Allow me to introduce you to Katherine. New to one of my evening classes, this inquisitive little girl shocked me with great pronunciation and speaking fluency. That, and what she'd say to me with that top-notch fluency.
On our classroom break, my students sped out to grab water or mess around in the school lobby. Katherine stayed behind to munch on some cookies and bother me.
"You're really thin."
"Uh, well thanks, Kathe ..."
"But teacher, your legs are FAT."
Those legs she was referring to were only just that week re-revealed to the world after a long, harsh Beijing winter. I stared down at my pasty-white legs and looked back at her. Rail-thin, as most kids are, she just stared back with beautiful little eyes and a mouthful of chocolate chip cookies.
So it goes. This wasn't the first time my weight or appearance had been commented on — by students or teachers or random passers-by, here in China.
Standing at a lofty 180cm, my quirky hair sometimes adding another couple centimeters, I already get plenty of looks. Add in the curves, good and not ideal, and you have a body type altogether uncommon here.
I'm not, however, fat, as my students love to suggest.
I'm no fitness buff, as any of my readers know, especially in my years as the Beer Girl. I've also never been particularly worried about my physique either way.
My heaviest (college years) was never heavy, nor is my current lightest all that thin. I have a perfectly average, perfectly nice figure.
I'm very lucky, and I know it.
Here in Beijing, I'm "fat" because of a few things. One: There's no such thing as a filter on what you say to others — blunt comments fly often and with healthy, cutting zest. My nickname at the school, for example, is "Gaogao de laoshi," (really tall teacher), or perhaps the "piàoliang laoshi gen dà de yanjìng" (pretty teacher with big glasses). I'm not kidding, it's blunt.
Unfortunately for our more curvy teacher, they also don't miss a beat in calling her "pàng laoshi," or fat teacher. Loudly, and with no qualms.
It's the way things are.
Next: As it is elsewhere in the world, there's an increased premium on unrealistic body standards.
While this is nothing new (remember foot binding a century ago?), it's just as unhealthy as ever.
Women must be thin. No, not an athletic or healthy sort of thin. I mean A4 challenge thin. Often, this means even muscle is unflattering. No butt, no thighs, no nothing. Breasts are OK, but not if getting them means you've gained weight.

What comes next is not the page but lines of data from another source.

//! Platform services the alarm engine depends on.
//!
//! Every trait here is a thin seam over something the host OS owns: exact
//! timers, deferred background work, notifications, audio, wake locks, the
//! full-screen ringing UI and permission queries. Calls are fire-and-forget:
//! a successful return means "request accepted", not "it happened". Callbacks
//! (fired timers, due tasks) come back as [`crate::receiver::PlatformEvent`]s.
//!
//! `platform::memory` holds recording implementations for tests and
//! `platform::desktop` the tokio-backed ones used by the daemon.
use crate::backup::BackupPayload;
use crate::error::PlatformError;
use crate::model::{AlarmId, ScheduledTrigger, TriggerKey, TriggerPayload};
use chrono::NaiveDateTime;
use std::time::Duration;

pub type PortResult<T = ()> = Result<T, PlatformError>;

/// Wall clock in the device's local time zone.
pub trait Clock: Send + Sync {
    fn now_local(&self) -> NaiveDateTime;
    fn now_millis(&self) -> i64;
    /// Maps a local wall-clock instant to epoch milliseconds.
    fn to_epoch_millis(&self, local: NaiveDateTime) -> i64;
}

/// Wake-capable exact timer service (the platform alarm manager).
pub trait ExactTimerService: Send + Sync {
    /// Whether the OS currently allows exact timers for this app.
    fn can_schedule_exact(&self) -> bool;
    /// Arms (or replaces) the timer identified by `trigger.key`.
    fn schedule(&self, trigger: &ScheduledTrigger) -> PortResult;
    /// Cancels a timer by key. Cancelling an unknown key is not an error.
    fn cancel(&self, key: TriggerKey) -> PortResult;
}

/// Work a deferred task performs when it comes due.
#[derive(Debug, Clone, PartialEq, Eq)]
pub enum DeferredWork {
    BackupTrigger(BackupPayload),
    Reminder { alarm_id: AlarmId },
    ReliabilityCheck,
}

#[derive(Debug, Clone, PartialEq, Eq)]
pub struct DeferredTask {
    /// Unique key; enqueueing a task with an existing key replaces it.
    pub key: String,
    pub tags: Vec<String>,
    pub delay_ms: i64,
    pub work: DeferredWork,
    /// Number of previous runs that ended in `WorkResult::Retry`.
    pub attempt: u32,
}

impl DeferredTask {
    pub fn new(key: impl Into<String>, delay_ms: i64, work: DeferredWork) -> Self {
        Self {
            key: key.into(),
            tags: Vec::new(),
            delay_ms,
            work,
            attempt: 0,
        }
    }

    pub fn tagged(mut self, tag: impl Into<String>) -> Self {
        self.tags.push(tag.into());
        self
    }

    pub fn has_tag(&self, tag: &str) -> bool {
        self.tags.iter().any(|t| t == tag)
    }
}

/// Deferred background work queue, persisted by the host across restarts.
pub trait DeferredTaskService: Send + Sync {
    fn enqueue(&self, task: DeferredTask) -> PortResult;
    fn cancel_by_key(&self, key: &str) -> PortResult;
    fn cancel_by_tag(&self, tag: &str) -> PortResult;
    fn cancel_all(&self) -> PortResult;
    /// Snapshot of tasks not yet run.
    fn pending(&self) -> Vec<DeferredTask>;
}

#[derive(Debug, Clone, Copy, PartialEq, Eq)]
pub enum NotificationPriority {
    Default,
    High,
    Max,
}

#[derive(Debug, Clone, PartialEq, Eq)]
pub struct AlarmNotification {
    pub id: i64,
    pub title: String,
    pub body: String,
    pub priority: NotificationPriority,
    /// May take over the screen when the device is locked.
    pub full_screen: bool,
    pub ongoing: bool,
}

pub trait NotificationPoster: Send + Sync {
    fn post(&self, notification: &AlarmNotification) -> PortResult;
    fn cancel(&self, id: i64) -> PortResult;
}

/// Foreground service that loops the alarm sound.
pub trait AudioService: Send + Sync {
    fn start(&self, payload: &TriggerPayload) -> PortResult;
    fn stop(&self) -> PortResult;
    fn is_playing(&self) -> bool;
}

#[derive(Debug, Clone, Copy, PartialEq, Eq, Hash)]
pub struct WakeLockId(pub u64);

pub trait PowerService: Send + Sync {
    /// Forces the screen and CPU awake. The lock expires by itself after `timeout`.
    fn acquire_wake_lock(&self, tag: &str, timeout: Duration) -> PortResult<WakeLockId>;
    fn release_wake_lock(&self, id: WakeLockId) -> PortResult;
}

/// How hard to push the ringing screen to the foreground.
#[derive(Debug, Clone, Copy, PartialEq, Eq)]
pub enum LaunchStyle {
    /// New task, clear top, single top, no animation, reorder to front.
    Aggressive,
    /// New task only.
    Minimal,
}

/// Full-screen "alarm ringing" UI.
pub trait RingingScreen: Send + Sync {
    fn launch(&self, payload: &TriggerPayload, style: LaunchStyle) -> PortResult;
    fn is_device_locked(&self) -> bool;
}

pub trait PermissionProbe: Send + Sync {
    fn exact_alarm_permission_granted(&self) -> bool;
    fn is_ignoring_battery_optimizations(&self) -> bool;
}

In fact, "Ms. Perfect" translates to "Báifùmei": white, rich and beautiful. All local skin products bleach your skin. Plastic surgery is on the rise, with many women in their 20s looking for the double eyelid, V chin and, on the rare occasion, a boob job. The reason for this surge: to better your chances of getting a good job.
As the foreigner, it feels a lot like madness swirling around me. In my own way, though, I do what I can to fight the norms and help my kids see a healthier option.
To little Katherine, I explained that these "fat" legs were actually muscular. I pushed on them as I bent my knees, saying that while I still had some healthy fat, these thighs were big because I did exercise and liked to hike. I wobbled my underarm muscle and laughed, showing them it could be amusing to still have some work to do.
For my part, I combat local beauty stereotypes by being considered pretty while still looking utterly out of place. My students can't always explain it. Yes, my hair is crazy and my piercings too numerous. Yes, I was too tall, too "fat," too oddly dressed. Yet they still thought I was great — crazy, beautiful and great.